J’aime commencer les séries policières par la première enquête : l’auteur y présente son enquêteur, son passé, son bureau, sa famille, ses enfants… bref, c’est le début. J’ai donc abordé l’inspecteur Rebus (dont l’avant-dernière enquête vient d’être traduite en français) par le roman qui l’a fait découvrir.
John Rebus est inspecteur adjoint à Edimbourg, cette ville qu’il aime, même s’il pleut trop souvent et qu’il doit la partager avec les touristes qui n’ont d’yeux que pour le château et la statue de Walter Scott.
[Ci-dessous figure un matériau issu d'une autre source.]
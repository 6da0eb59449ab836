//! Reusable deduction steps shared by the attribute catalogue.
//!
//! Most attributes deduce the same few shapes of fact: "whatever holds for every returned value
//! holds for the return", "whatever every call site passes holds for the argument", "the call-site
//! mirror holds whatever the callee position holds", and "a use that provably executes whenever
//! the context does may tighten the fact". These are factored out here; attributes compose them
//! and fold the results into their own lattice state.

use crate::analysis::{branch_sides, must_be_executed_context};
use crate::engine::{AttrKind, FixpointEngine, DepClass, Simplified};
use crate::ir::{Module, Opcode, UseRef, Val, ValueKind};
use crate::position::Position;

/// The position at which facts about `v` live: arguments and call results have dedicated
/// positions, everything else floats.
pub fn value_position(m: &Module, v: Val) -> Position {
    match &m.val(v).kind {
        ValueKind::Argument { func, index } => Position::Argument(*func, *index),
        ValueKind::Inst(inst) if inst.op.is_call_like() => Position::CallSiteReturned(v),
        _ => Position::Float(v),
    }
}

/// Leaves of the returned-value traversal for `f`, as positions, or `None` when a returned call
/// could not be resolved. Registers dependences via the returned-values record.
pub fn returned_value_positions(
    a: &mut FixpointEngine,
    f: crate::ir::Func,
    dep: DepClass,
) -> Option<Vec<(Val, Position)>> {
    let id = a.get_or_create(AttrKind::ReturnedValues, Position::Returned(f), dep);
    let values = match a.record(id) {
        Some(crate::engine::AbstractAttribute::ReturnedValues(rv)) if rv.is_complete() => {
            rv.returned_values()
        }
        _ => return None,
    };
    let m = a.module();
    Some(
        values
            .into_iter()
            .map(|v| (v, value_position(m, v)))
            .collect(),
    )
}

/// Clamp a boolean fact for a function-return position by the same fact at every returned value.
/// `None` means the returned values could not be enumerated and the state must pessimize.
pub fn bool_from_returned_values(
    a: &mut FixpointEngine,
    kind: AttrKind,
    f: crate::ir::Func,
) -> Option<bool> {
    let positions = returned_value_positions(a, f, DepClass::Required)?;
    let mut all = true;
    for (v, pos) in positions {
        if a.module().is_constant(v) && !a.module().is_null_const(v) {
            // Non-null constants satisfy every boolean pointer fact we track here.
            continue;
        }
        all &= a.is_assumed(kind, pos, DepClass::Required);
    }
    Some(all)
}

/// Clamp a boolean fact for an argument position by the same fact at the corresponding call-site
/// argument of every enumerable call site. `None` when the call sites cannot all be enumerated.
pub fn bool_from_call_site_args(
    a: &mut FixpointEngine,
    kind: AttrKind,
    f: crate::ir::Func,
    arg_index: usize,
) -> Option<bool> {
    let mut all = true;
    let complete = a.check_for_all_call_sites(f, |a, call| {
        if arg_index >= a.module().call_args(call).len() {
            // No operand maps to this argument at this site.
            return false;
        }
        all &= a.is_assumed(
            kind,
            Position::CallSiteArgument(call, arg_index),
            DepClass::Required,
        );
        true
    });
    complete.then_some(all)
}

/// Copy a boolean fact for a call-site position from the callee-side position. `None` when the
/// callee is not a direct function.
pub fn bool_from_callee(a: &mut FixpointEngine, kind: AttrKind, pos: Position) -> Option<(bool, bool)> {
    let m = a.module();
    let callee = pos.callee_func(m)?;
    let callee_pos = match pos {
        Position::CallSite(_) => Position::Function(callee),
        Position::CallSiteReturned(_) => Position::Returned(callee),
        Position::CallSiteArgument(_, i) => {
            if i >= m.func(callee).ty.params.len() {
                return None;
            }
            Position::Argument(callee, i)
        }
        _ => return None,
    };
    let assumed = a.is_assumed(kind, callee_pos, DepClass::Required);
    let known = a.is_known(kind, callee_pos, DepClass::Required);
    Some((assumed, known))
}

/// A use of the tracked value that executes under the position's context.
pub enum ExecutedUse {
    /// Executes whenever the context instruction does.
    Always(UseRef),
    /// The context ends in a two-way branch; the first set executes on one side, the second on the
    /// other. A fact established by *both* sides holds.
    OnBothBranches(Vec<UseRef>, Vec<UseRef>),
}

/// Uses of the value associated with `pos` that lie in the must-be-executed context of its context
/// instruction.
pub fn must_be_executed_uses(a: &mut FixpointEngine, pos: Position) -> Vec<ExecutedUse> {
    let m = a.module();
    let value = match pos.associated_value(m) {
        Some(v) => v,
        None => return vec![],
    };
    let ctx = match pos.context_inst(m) {
        Some(c) => c,
        None => return vec![],
    };
    let func = match m.parent_func(ctx) {
        Some(f) => f,
        None => return vec![],
    };
    let summary = a.summary_of(func);
    let m = a.module();

    let range = must_be_executed_context(m, &summary, ctx);
    let in_range = |inst: Val| range.contains(&inst);
    let mut out: Vec<ExecutedUse> = m
        .val(value)
        .uses
        .iter()
        .filter(|u| in_range(u.user))
        .map(|&u| ExecutedUse::Always(u))
        .collect();

    // Conjoin across a final two-way branch: facts established on both sides hold after it.
    if let Some(&last) = range.last() {
        if let Some(term) = m.terminator_of(m.expect_inst(last).block) {
            if let Some((then_b, else_b)) = branch_sides(m, &summary, term) {
                let side_uses = |entry: crate::ir::Block| -> Vec<UseRef> {
                    let side_range = match m.insts_of(entry).next() {
                        Some(first) => must_be_executed_context(m, &summary, first),
                        None => vec![],
                    };
                    m.val(value)
                        .uses
                        .iter()
                        .filter(|u| side_range.contains(&u.user))
                        .copied()
                        .collect()
                };
                let then_uses = side_uses(then_b);
                let else_uses = side_uses(else_b);
                if !then_uses.is_empty() && !else_uses.is_empty() {
                    out.push(ExecutedUse::OnBothBranches(then_uses, else_uses));
                }
            }
        }
    }
    out
}

/// Whether `use_ref` dereferences the used pointer: a load through it, a store through it, or an
/// argument to a callee that declares the parameter dereferenceable. Returns the accessed byte
/// count when it does.
pub fn deref_bytes_of_use(m: &Module, use_ref: UseRef) -> Option<u64> {
    let inst = m.inst(use_ref.user)?;
    match &inst.op {
        Opcode::Load { .. } if use_ref.index == 0 => {
            Some(m.ty_of(use_ref.user).size_in_bytes().max(1))
        }
        Opcode::Store { .. } if use_ref.index == 1 => {
            Some(m.ty_of(inst.operands[0]).size_in_bytes().max(1))
        }
        Opcode::Call | Opcode::Invoke { .. } if use_ref.index > 0 => {
            let callee = m.callee_of(use_ref.user)?;
            let arg_index = use_ref.index - 1;
            m.func(callee)
                .arg_attrs
                .get(arg_index)
                .and_then(|attrs| attrs.deref_bytes())
                .and_then(|(n, or_null)| (!or_null).then_some(n))
        }
        _ => None,
    }
}

/// The simplified constant behind `v`, as a structural stand-in, if the value-simplify analysis
/// has one (or `v` already is one).
pub fn simplified_value(a: &mut FixpointEngine, v: Val, dep: DepClass) -> Option<crate::attrs_value::SimpVal> {
    if a.module().is_constant(v) {
        return Some(crate::attrs_value::SimpVal::of(a.module(), v));
    }
    let pos = value_position(a.module(), v);
    match a.simplified(pos, dep) {
        Simplified::To(sv) if sv.is_constant() => Some(sv),
        _ => None,
    }
}

/// The simplified integer constant behind `v`, if any.
pub fn simplified_int_constant(a: &mut FixpointEngine, v: Val, dep: DepClass) -> Option<i128> {
    match simplified_value(a, v, dep) {
        Some(crate::attrs_value::SimpVal::Int(_, c)) => Some(c),
        _ => None,
    }
}

/// Whether `v` simplifies to the null pointer.
pub fn simplified_is_null(a: &mut FixpointEngine, v: Val, dep: DepClass) -> bool {
    matches!(
        simplified_value(a, v, dep),
        Some(crate::attrs_value::SimpVal::Null(_))
    )
}

/// Whether `v` simplifies to an undefined value.
pub fn simplified_is_undef(a: &mut FixpointEngine, v: Val, dep: DepClass) -> bool {
    matches!(
        simplified_value(a, v, dep),
        Some(crate::attrs_value::SimpVal::Undef(_))
    )
}

/// Peel pointer-identity-preserving operations (bitcasts and constant-offset geps) off `v`,
/// accumulating the constant byte offset. Stops at a non-constant offset or a non-peelable value.
pub fn strip_pointer_casts(m: &Module, mut v: Val) -> (Val, i128) {
    let mut offset: i128 = 0;
    let mut steps = 0;
    while steps < 64 {
        steps += 1;
        let inst = match m.inst(v) {
            Some(i) => i,
            None => break,
        };
        match &inst.op {
            Opcode::Cast(kind) if kind.preserves_pointer_identity() => {
                v = inst.operands[0];
            }
            Opcode::Gep => match m.is_int_const(inst.operands[1]) {
                Some(c) => {
                    offset += c;
                    v = inst.operands[0];
                }
                None => break,
            },
            _ => break,
        }
    }
    (v, offset)
}

/// A cheap may-alias check between two pointer values: strips casts and offsets, then reports
/// "must not alias" only for pairs whose bases are distinct fresh objects.
pub fn may_alias(m: &Module, a: Val, b: Val) -> bool {
    let (base_a, _) = strip_pointer_casts(m, a);
    let (base_b, _) = strip_pointer_casts(m, b);
    if base_a == base_b {
        return true;
    }
    let is_fresh = |v: Val| {
        m.is_null_const(v)
            || matches!(
                m.inst(v).map(|i| &i.op),
                Some(Opcode::Alloca { .. })
            )
    };
    !(is_fresh(base_a) || is_fresh(base_b))
}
Un meurtrier sévit en ville qui assassine de très jeunes filles en les étranglant, sans leur faire subir de sévices sexuels. Mais, sans preuves ni indices, l’enquête piétine. Et John aussi, à interroger des voisins, d’éventuels témoins qui n’ont rien vu de précis. Alors le soir, il a le temps, et l’envie, de retrouver les pubs d’Edimbourg et ses copains de beuverie. Parce que la vie privé de l’inspecteur Rébus n’est pas rose : divorcé, une fille de douze ans qui grandit trop vite, une foi malmenée par la réalité, et un passé de militaire qu’il voudrait oublier. Et ces lettres anonymes qu’il reçoit chez lui ou au boulot, très étranges, accompagnées d’une croix ou d’un nœud (le titre original est Knots and Crosses, qui désigne en anglais le jeu du morpion)…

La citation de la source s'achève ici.